_The problem:_ The required output is the line containing "assert_eq!(regs.pc, 0x0100);" followed by every later line through the end of the data, all reproduced exactly.
##### Record excerpts #####
// CPU 暫存器 - 8 位元暫存器依 B C D E H L F A 排列，另有 SP 與 PC

use crate::config::Console;

pub const FLAG_Z: u8 = 0x80;
pub const FLAG_N: u8 = 0x40;
pub const FLAG_H: u8 = 0x20;
pub const FLAG_C: u8 = 0x10;

#[derive(Debug, Clone, Copy, PartialEq, Eq)]
pub enum Reg8 {
    B = 0,
    C = 1,
    D = 2,
    E = 3,
    H = 4,
    L = 5,
    F = 6,
    A = 7,
}

impl Reg8 {
    /// 指令編碼中的 3 位元暫存器欄位，6 代表 [HL]
    pub fn from_code(code: u8) -> Option<Reg8> {
        match code & 0x07 {
            0 => Some(Reg8::B),
            1 => Some(Reg8::C),
            2 => Some(Reg8::D),
            3 => Some(Reg8::E),
            4 => Some(Reg8::H),
            5 => Some(Reg8::L),
            6 => None,
            _ => Some(Reg8::A),
        }
    }
}

#[derive(Debug, Clone, Copy, PartialEq, Eq)]
pub enum Reg16 {
    BC,
    DE,
    HL,
    SP,
    AF,
}

impl Reg16 {
    /// 0x01/0x11/0x21/0x31 系列的暫存器對
    pub fn from_pair_code(code: u8) -> Reg16 {
        match (code >> 4) & 0x03 {
            0 => Reg16::BC,
            1 => Reg16::DE,
            2 => Reg16::HL,
            _ => Reg16::SP,
        }
    }

    /// PUSH/POP 使用 AF 取代 SP
    pub fn from_stack_code(code: u8) -> Reg16 {
        match Reg16::from_pair_code(code) {
            Reg16::SP => Reg16::AF,
            other => other,
        }
    }
}

#[derive(Debug, Clone, PartialEq, Eq)]
pub struct Registers {
    r: [u8; 8],
    pub sp: u16,
    pub pc: u16,
}

impl Registers {
    /// 有開機 ROM 時從全零開始
    pub fn zeroed() -> Self {
        Registers {
            r: [0; 8],
            sp: 0,
            pc: 0,
        }
    }

    /// 跳過開機 ROM 時的開機後狀態
    pub fn post_boot(console: Console) -> Self {
        let (a, f, b, c, d, e, h, l) = match console {
            Console::Dmg => (0x01, 0xB0, 0x00, 0x13, 0x00, 0xD8, 0x01, 0x4D),
            Console::Cgb => (0x11, 0x80, 0x00, 0x00, 0xFF, 0x56, 0x00, 0x0D),
        };
        Registers {
            r: [b, c, d, e, h, l, f, a],
            sp: 0xFFFE,
            pc: 0x0100,
        }
    }

    pub fn get(&self, reg: Reg8) -> u8 {
        self.r[reg as usize]
    }

    pub fn set(&mut self, reg: Reg8, value: u8) {
        // F 的低 4 位元永遠為 0
        let value = if reg == Reg8::F { value & 0xF0 } else { value };
        self.r[reg as usize] = value;
    }

    pub fn a(&self) -> u8 {
        self.get(Reg8::A)
    }

    pub fn f(&self) -> u8 {
        self.get(Reg8::F)
    }

    pub fn set_a(&mut self, value: u8) {
        self.set(Reg8::A, value);
    }

    pub fn set_f(&mut self, value: u8) {
        self.set(Reg8::F, value);
    }

    pub fn flag(&self, mask: u8) -> bool {
        self.f() & mask != 0
    }

    pub fn pair(&self, reg: Reg16) -> u16 {
        let join = |hi: Reg8, lo: Reg8| u16::from_be_bytes([self.get(hi), self.get(lo)]);
        match reg {
            Reg16::BC => join(Reg8::B, Reg8::C),
            Reg16::DE => join(Reg8::D, Reg8::E),
            Reg16::HL => join(Reg8::H, Reg8::L),
            Reg16::AF => join(Reg8::A, Reg8::F),
            Reg16::SP => self.sp,
        }
    }

    pub fn set_pair(&mut self, reg: Reg16, value: u16) {
        let [hi, lo] = value.to_be_bytes();
        let (high, low) = match reg {
            Reg16::BC => (Reg8::B, Reg8::C),
            Reg16::DE => (Reg8::D, Reg8::E),
            Reg16::HL => (Reg8::H, Reg8::L),
            Reg16::AF => (Reg8::A, Reg8::F),
            Reg16::SP => {
                self.sp = value;
                return;
            }
        };
        self.set(high, hi);
        self.set(low, lo);
    }

    pub fn hl(&self) -> u16 {
        self.pair(Reg16::HL)
    }

    pub fn set_hl(&mut self, value: u16) {
        self.set_pair(Reg16::HL, value);
    }
}

#[cfg(test)]
mod tests {
    use super::*;

    #[test]
    fn post_boot_dmg() {
        let regs = Registers::post_boot(Console::Dmg);
        assert_eq!(regs.pair(Reg16::AF), 0x01B0);
        assert_eq!(regs.pair(Reg16::BC), 0x0013);
        assert_eq!(regs.pair(Reg16::DE), 0x00D8);
        assert_eq!(regs.pair(Reg16::HL), 0x014D);
        assert_eq!(regs.sp, 0xFFFE);
        assert_eq!(regs.pc, 0x0100);
    }

    #[test]
    fn post_boot_cgb() {
        let regs = Registers::post_boot(Console::Cgb);
        assert_eq!(regs.pair(Reg16::AF), 0x1180);
        assert_eq!(regs.pair(Reg16::DE), 0xFF56);
        assert_eq!(regs.pair(Reg16::HL), 0x000D);
    }

    #[test]
    fn flag_low_nibble_is_masked() {
        let mut regs = Registers::zeroed();
        regs.set_pair(Reg16::AF, 0x12FF);
        assert_eq!(regs.pair(Reg16::AF), 0x12F0);
    }

    #[test]
    fn pair_codes() {
        assert_eq!(Reg16::from_pair_code(0x31), Reg16::SP);
        assert_eq!(Reg16::from_stack_code(0xF5), Reg16::AF);
        // LD B,[HL]：目的欄位是 B，來源欄位 6 代表 [HL]
        assert_eq!(Reg8::from_code(0x46 >> 3), Some(Reg8::B));
        assert_eq!(Reg8::from_code(0x46), None);
        assert_eq!(Reg8::from_code(0x7F), Some(Reg8::A));
    }
}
#####
_Answer space:_
        assert_eq!(regs.pc, 0x0100);
    }

    #[test]
    fn post_boot_cgb() {
        let regs = Registers::post_boot(Console::Cgb);
        assert_eq!(regs.pair(Reg16::AF), 0x1180);
        assert_eq!(regs.pair(Reg16::DE), 0xFF56);
        assert_eq!(regs.pair(Reg16::HL), 0x000D);
    }

    #[test]
    fn flag_low_nibble_is_masked() {
        let mut regs = Registers::zeroed();
        regs.set_pair(Reg16::AF, 0x12FF);
        assert_eq!(regs.pair(Reg16::AF), 0x12F0);
    }

    #[test]
    fn pair_codes() {
        assert_eq!(Reg16::from_pair_code(0x31), Reg16::SP);
        assert_eq!(Reg16::from_stack_code(0xF5), Reg16::AF);
        // LD B,[HL]：目的欄位是 B，來源欄位 6 代表 [HL]
        assert_eq!(Reg8::from_code(0x46 >> 3), Some(Reg8::B));
        assert_eq!(Reg8::from_code(0x46), None);
        assert_eq!(Reg8::from_code(0x7F), Some(Reg8::A));
    }
}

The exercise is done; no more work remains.